[A Romance of Youth by Francois Coppee]@TWC D-Link book
A Romance of Youth

CHAPTER II
11/14

The affair was settled.

Early the next morning Amedee would enter the "ninth preparatory." "Give me your hand, my young friend," said the master, as father and son arose to take their leave.
Amedee reached out his hand, and M.Batifol took it in his, which was so heavy, large, and cold that the child shivered at the contact, and fancied he was touching a leg of mutton of six or seven pounds' weight, freshly killed, and sent from the butcher's.
Finally they left.

Early the next morning, Amedee, provided with a little basket, in which the old snuff-taker had put a little bottle of red wine, and some sliced veal, and jam tarts, presented himself at the boarding-school, to be prepared without delay for the teaching of the 'alma parens'.
The hippopotamus clothed in black did not take off his skullcap this time, to the child's great regret, for he wished to assure himself if the degrees of latitude and longitude were checked off in squares on M.
Batifol's cranium as they were on the terrestrial globe.

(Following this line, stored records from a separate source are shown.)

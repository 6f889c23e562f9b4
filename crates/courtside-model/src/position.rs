// Copyright (c) 2025 Felix Kahle.
//
// Permission is hereby granted, free of charge, to any person obtaining
// a copy of this software and associated documentation files (the
// "Software"), to deal in the Software without restriction, including
// without limitation the rights to use, copy, modify, merge, publish,
// distribute, sublicense, and/or sell copies of the Software, and to
// permit persons to whom the Software is furnished to do so, subject to
// the following conditions:
//
// The above copyright notice and this permission notice shall be
// included in all copies or substantial portions of the Software.
//
// THE SOFTWARE IS PROVIDED "AS IS", WITHOUT WARRANTY OF ANY KIND,
// EXPRESS OR IMPLIED, INCLUDING BUT NOT LIMITED TO THE WARRANTIES OF
// MERCHANTABILITY, FITNESS FOR A PARTICULAR PURPOSE AND
// NONINFRINGEMENT. IN NO EVENT SHALL THE AUTHORS OR COPYRIGHT HOLDERS BE
// LIABLE FOR ANY CLAIM, DAMAGES OR OTHER LIABILITY, WHETHER IN AN ACTION
// OF CONTRACT, TORT OR OTHERWISE, ARISING FROM, OUT OF OR IN CONNECTION
// WITH THE SOFTWARE OR THE USE OR OTHER DEALINGS IN THE SOFTWARE.

//! # Slots, Roles, and Position Eligibility
//!
//! A lineup has five starter slots (`PG`, `SG`, `SF`, `PF`, `C`) and one
//! undifferentiated bench bucket. Which starter slots a player may fill is a
//! static function of their listed position label:
//!
//! | label                              | starter slots |
//! |------------------------------------|---------------|
//! | `Guard`                            | PG, SG        |
//! | `Guard-Forward`, `Forward-Guard`   | SG, SF        |
//! | `Forward`                          | SF, PF        |
//! | `Forward-Center`, `Center-Forward` | PF, C         |
//! | `Center`                           | C             |
//! | anything else                      | none          |
//!
//! Every player may sit on the bench regardless of label.

use serde::{Deserialize, Serialize};
use smallvec::SmallVec;
use std::collections::BTreeMap;

/// One of the five named starter positions.
#[derive(Debug, Clone, Copy, PartialEq, Eq, PartialOrd, Ord, Hash, Serialize, Deserialize)]
pub enum StarterSlot {
    #[serde(rename = "PG")]
    PointGuard,
    #[serde(rename = "SG")]
    ShootingGuard,
    #[serde(rename = "SF")]
    SmallForward,
    #[serde(rename = "PF")]
    PowerForward,
    #[serde(rename = "C")]
    Center,
}

impl StarterSlot {
    /// All starter slots in lineup order.
    pub const ALL: [StarterSlot; 5] = [
        StarterSlot::PointGuard,
        StarterSlot::ShootingGuard,
        StarterSlot::SmallForward,
        StarterSlot::PowerForward,
        StarterSlot::Center,
    ];

    /// Returns the short label of the slot (`"PG"`, `"SG"`, ...).
    #[inline]
    pub const fn label(self) -> &'static str {
        match self {
            StarterSlot::PointGuard => "PG",
            StarterSlot::ShootingGuard => "SG",
            StarterSlot::SmallForward => "SF",
            StarterSlot::PowerForward => "PF",
            StarterSlot::Center => "C",
        }
    }
}

impl std::fmt::Display for StarterSlot {
    fn fmt(&self, f: &mut std::fmt::Formatter<'_>) -> std::fmt::Result {
        f.write_str(self.label())
    }
}

/// Error returned when parsing an unknown slot label.
#[derive(Debug, Clone, PartialEq, Eq, thiserror::Error)]
#[error("unknown starter slot `{0}`")]
pub struct UnknownSlotError(pub String);

impl std::str::FromStr for StarterSlot {
    type Err = UnknownSlotError;

    fn from_str(s: &str) -> Result<Self, Self::Err> {
        StarterSlot::ALL
            .into_iter()
            .find(|slot| slot.label() == s)
            .ok_or_else(|| UnknownSlotError(s.to_string()))
    }
}

/// The role a player is assigned to in a roster.
#[derive(Debug, Clone, Copy, PartialEq, Eq, PartialOrd, Ord, Hash)]
pub enum Role {
    Starter(StarterSlot),
    Bench,
}

impl Role {
    #[inline]
    pub const fn is_starter(self) -> bool {
        matches!(self, Role::Starter(_))
    }

    #[inline]
    pub const fn label(self) -> &'static str {
        match self {
            Role::Starter(slot) => slot.label(),
            Role::Bench => "BENCH",
        }
    }
}

impl std::fmt::Display for Role {
    fn fmt(&self, f: &mut std::fmt::Formatter<'_>) -> std::fmt::Result {
        f.write_str(self.label())
    }
}

/// Maps a position label to the starter slots it may fill.
///
/// Labels are matched exactly. A label not present in the table resolves to
/// no starter slots, which leaves that player bench-only.
#[derive(Debug, Clone, PartialEq, Eq, Serialize, Deserialize)]
#[serde(transparent)]
pub struct EligibilityMap {
    table: BTreeMap<String, Vec<StarterSlot>>,
}

impl EligibilityMap {
    /// Creates a table without any entries: every player is bench-only.
    #[inline]
    pub fn empty() -> Self {
        Self {
            table: BTreeMap::new(),
        }
    }

    /// The reference eligibility table.
    pub fn reference() -> Self {
        use StarterSlot::*;

        let mut map = Self::empty();
        map.insert("Guard", [PointGuard, ShootingGuard])
            .insert("Guard-Forward", [ShootingGuard, SmallForward])
            .insert("Forward-Guard", [ShootingGuard, SmallForward])
            .insert("Forward", [SmallForward, PowerForward])
            .insert("Forward-Center", [PowerForward, Center])
            .insert("Center-Forward", [PowerForward, Center])
            .insert("Center", [Center]);
        map
    }

    /// Sets the starter slots for `label`, replacing any previous entry.
    /// Slots are kept in lineup order without duplicates.
    pub fn insert<L, I>(&mut self, label: L, slots: I) -> &mut Self
    where
        L: Into<String>,
        I: IntoIterator<Item = StarterSlot>,
    {
        let mut slots: Vec<StarterSlot> = slots.into_iter().collect();
        slots.sort_unstable();
        slots.dedup();
        self.table.insert(label.into(), slots);
        self
    }

    /// Returns the starter slots a player with `label` may fill.
    #[inline]
    pub fn eligible_slots(&self, label: &str) -> &[StarterSlot] {
        self.table.get(label).map(Vec::as_slice).unwrap_or(&[])
    }

    /// Returns `true` if a player with `label` may take `role`.
    #[inline]
    pub fn is_eligible(&self, label: &str, role: Role) -> bool {
        match role {
            Role::Bench => true,
            Role::Starter(slot) => self.eligible_slots(label).contains(&slot),
        }
    }

    /// Returns the roles a player with `label` may take in a lineup whose
    /// starter slots are `starter_slots`, in that order, followed by the bench.
    pub fn eligible_roles(&self, label: &str, starter_slots: &[StarterSlot]) -> SmallVec<[Role; 6]> {
        let allowed = self.eligible_slots(label);
        starter_slots
            .iter()
            .filter(|slot| allowed.contains(*slot))
            .map(|&slot| Role::Starter(slot))
            .chain(std::iter::once(Role::Bench))
            .collect()
    }

    /// Returns the labels with at least one table entry.
    pub fn labels(&self) -> impl Iterator<Item = &str> {
        self.table.keys().map(String::as_str)
    }

    #[inline]
    pub fn len(&self) -> usize {
        self.table.len()
    }

    #[inline]
    pub fn is_empty(&self) -> bool {
        self.table.is_empty()
    }
}

impl Default for EligibilityMap {
    fn default() -> Self {
        Self::reference()
    }
}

He conducted his pupil to his class at once and presented him to the master.
"Here is a new day scholar, Monsieur Tavernier.

You will find out how far advanced he is in reading and writing, if you please." M.Tavernier was a tall young man with a sallow complexion, a bachelor who, had he been living like his late father, a sergeant of the gendarmes, in a pretty house surrounded by apple trees and green grass, would not, perhaps, have had that 'papier-mache' appearance, and would not have been dressed at eight o'clock in the morning in a black coat of the kind we see hanging in the Morgue.